Also remember that on ext3, the technique you used does not actually allocate blocks to the file (apart from the last 1MB). If you require the blocks preallocated (not just the size of the file set large), you'll have to perform a full write there as well.
How could the VFAT driver be modified to deal with this ?
At the moment, the driver uses the Linux kernel function cont_write_begin() to start even an asynchronous write to a file; this function looks like:
/*
* For moronic filesystems that do not allow holes in file.

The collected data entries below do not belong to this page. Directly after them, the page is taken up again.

use thiserror::Error;

/// Validation errors for the shared identifiers.
#[derive(Error, Debug)]
pub enum NarthexError {
    #[error("Invalid organization id {org_id:?}: {reason}")]
    InvalidOrgId { org_id: String, reason: String },

    #[error("Invalid IRI {iri:?}: {reason}")]
    InvalidIri { iri: String, reason: String },
}
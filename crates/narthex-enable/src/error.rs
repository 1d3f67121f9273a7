//! Error types for the narthex-enable crate.

use thiserror::Error;

#[derive(Error, Debug)]
pub enum EnableError {
    #[error("SPARQL error: {0}")]
    Sparql(#[from] narthex_sparql::SparqlError),

    #[error("Config error: {0}")]
    Config(String),

    #[error(transparent)]
    Core(#[from] narthex_core::NarthexError),
}

pub type Result<T> = std::result::Result<T, EnableError>;
//! The enable run: list → update each actor → report.

use narthex_core::{ActorIri, OrgId};
use narthex_sparql::mutations::enable_actor;
use narthex_sparql::queries::list_actors;
use narthex_sparql::SparqlEndpoint;

use crate::config::FailurePolicy;
use crate::error::Result;
use crate::report::{ActorFailure, EnableReport};

/// Run-level switches.
#[derive(Debug, Clone, Copy, Default)]
pub struct EnableOptions {
    pub failure_policy: FailurePolicy,
    /// List actors without sending any update.
    pub dry_run: bool,
}

/// Enable every actor of `org_id`, one update per actor, in listing order.
///
/// `on_response` receives each successfully enabled actor with the store's
/// raw response body. A failed listing is returned as an error; per-actor
/// failures and rejected listing rows are recorded in the report.
pub async fn enable_all_actors<E, F>(
    endpoint: &E,
    org_id: &OrgId,
    options: &EnableOptions,
    mut on_response: F,
) -> Result<EnableReport>
where
    E: SparqlEndpoint,
    F: FnMut(&ActorIri, &str),
{
    let started_at = chrono::Utc::now();
    let listing = list_actors(endpoint).await?;

    let mut report = EnableReport::new(org_id.clone(), listing.rows(), options.dry_run);
    report.started_at = started_at;
    report.rejected = listing.rejected;
    let actors = listing.actors;

    tracing::info!(
        run_id = %report.run_id,
        org_id = %org_id,
        actors = actors.len(),
        rejected = report.rejected.len(),
        dry_run = options.dry_run,
        "Starting enable run"
    );

    if options.dry_run {
        report.skipped = actors;
        report.finish();
        return Ok(report);
    }

    let mut remaining = actors.into_iter();
    while let Some(actor) = remaining.next() {
        match enable_actor(endpoint, &actor).await {
            Ok(response) => {
                tracing::info!(run_id = %report.run_id, actor = %actor, "Actor enabled");
                on_response(&actor, &response);
                report.enabled.push(actor);
            }
            Err(e) => {
                tracing::error!(
                    run_id = %report.run_id,
                    actor = %actor,
                    error = %e,
                    "Failed to enable actor"
                );
                report.failed.push(ActorFailure {
                    actor,
                    error: e.to_string(),
                });
                if options.failure_policy == FailurePolicy::Halt {
                    report.skipped.extend(remaining);
                    break;
                }
            }
        }
    }

    report.finish();
    tracing::info!(
        run_id = %report.run_id,
        org_id = %org_id,
        enabled = report.enabled.len(),
        failed = report.failed.len(),
        rejected = report.rejected.len(),
        skipped = report.skipped.len(),
        duration_ms = (report.finished_at - report.started_at).num_milliseconds(),
        "Enable run complete"
    );

    Ok(report)
}
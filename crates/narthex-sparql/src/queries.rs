//! Read operations for actor records.

use serde::Serialize;

use narthex_core::{ActorIri, ACTORS_GRAPH, ACTOR_CLASS, ACTOR_ENABLED};

use crate::client::{SparqlEndpoint, SparqlError};
use crate::results::{QueryResults, RdfTerm};

/// SELECT every resource typed Actor in the Actors graph.
pub fn list_actors_query() -> String {
    format!(
        "SELECT ?actor
WHERE {{
  GRAPH <{ACTORS_GRAPH}> {{
    ?actor a <{ACTOR_CLASS}> .
  }}
}}"
    )
}

/// SELECT the `actorEnabled` values currently stored for one actor.
pub fn actor_enabled_query(actor: &ActorIri) -> String {
    format!(
        "SELECT ?enabled
WHERE {{
  VALUES ?actor {{ {actor} }}
  GRAPH <{ACTORS_GRAPH}> {{
    ?actor <{ACTOR_ENABLED}> ?enabled .
  }}
}}",
        actor = actor.to_sparql()
    )
}

/// A listing row that did not yield a usable actor.
#[derive(Debug, Clone, Serialize, PartialEq, Eq)]
pub struct RejectedBinding {
    /// The bound term as returned by the store, if any.
    pub value: Option<String>,
    pub reason: String,
}

/// Result of [`list_actors`]: usable actors in store order, plus the rows
/// that had to be dropped.
#[derive(Debug, Clone, Default, PartialEq, Eq)]
pub struct ActorListing {
    pub actors: Vec<ActorIri>,
    pub rejected: Vec<RejectedBinding>,
}

impl ActorListing {
    /// Rows returned by the store, usable or not.
    pub fn rows(&self) -> usize {
        self.actors.len() + self.rejected.len()
    }
}

/// List the organization's actors.
///
/// An empty graph yields an empty listing. Rows that do not carry a valid
/// actor IRI are logged and kept in [`ActorListing::rejected`].
pub async fn list_actors<E: SparqlEndpoint>(endpoint: &E) -> Result<ActorListing, SparqlError> {
    let results = endpoint.query(&list_actors_query()).await?;
    let listing = actors_from_results(&results);
    tracing::info!(
        count = listing.actors.len(),
        rejected = listing.rejected.len(),
        "Listed actors"
    );
    Ok(listing)
}

/// Every `actorEnabled` value stored for `actor` (normally exactly one).
pub async fn actor_enabled<E: SparqlEndpoint>(
    endpoint: &E,
    actor: &ActorIri,
) -> Result<Vec<RdfTerm>, SparqlError> {
    let results = endpoint.query(&actor_enabled_query(actor)).await?;
    Ok(results
        .solutions
        .into_iter()
        .filter_map(|mut s| s.remove("enabled"))
        .collect())
}

/// Extract actor IRIs from the `?actor` column.
pub fn actors_from_results(results: &QueryResults) -> ActorListing {
    let mut listing = ActorListing {
        actors: Vec::with_capacity(results.solutions.len()),
        rejected: Vec::new(),
    };
    for solution in &results.solutions {
        let Some(term) = solution.get("actor") else {
            tracing::warn!("Skipping result row without ?actor binding");
            listing.rejected.push(RejectedBinding {
                value: None,
                reason: "no ?actor binding".to_string(),
            });
            continue;
        };
        let Some(raw) = term.as_iri() else {
            tracing::warn!(term = %term, "Skipping non-IRI actor binding");
            listing.rejected.push(RejectedBinding {
                value: Some(term.to_string()),
                reason: "not an IRI".to_string(),
            });
            continue;
        };
        match ActorIri::parse(raw) {
            Ok(actor) => listing.actors.push(actor),
            Err(e) => {
                tracing::warn!(actor = %raw, error = %e, "Skipping unusable actor IRI");
                listing.rejected.push(RejectedBinding {
                    value: Some(raw.to_string()),
                    reason: e.to_string(),
                });
            }
        }
    }
    listing
}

* We may have to extend the file.
*/
int cont_write_begin(struct file *file, struct address_space *mapping,
loff_t pos, unsigned len, unsigned flags,
struct page **pagep, void **fsdata,
get_block_t *get_block, loff_t *bytes)
{
struct inode *inode = mapping->host;
unsigned blocksize = 1 << inode->i_blkbits;
unsigned zerofrom;
int err;
err = cont_expand_zero(file, mapping, pos, bytes);
if (err)
return err;
zerofrom = *bytes & ~PAGE_CACHE_MASK;
if (pos+len > *bytes && zerofrom & (blocksize-1)) {
*bytes |= (blocksize-1);
(*bytes)++;
}
return block_write_begin(mapping, pos, len, flags, pagep, get_block);
}
That is a simple strategy but also a pagecache trasher (your log messages are a consequence of the call to cont_expand_zero() which does all the work, and is not asynchronous). If the filesystem were to split the two operations - one task to do the "real" write, and another one to do the zero filling, it'd appear snappier.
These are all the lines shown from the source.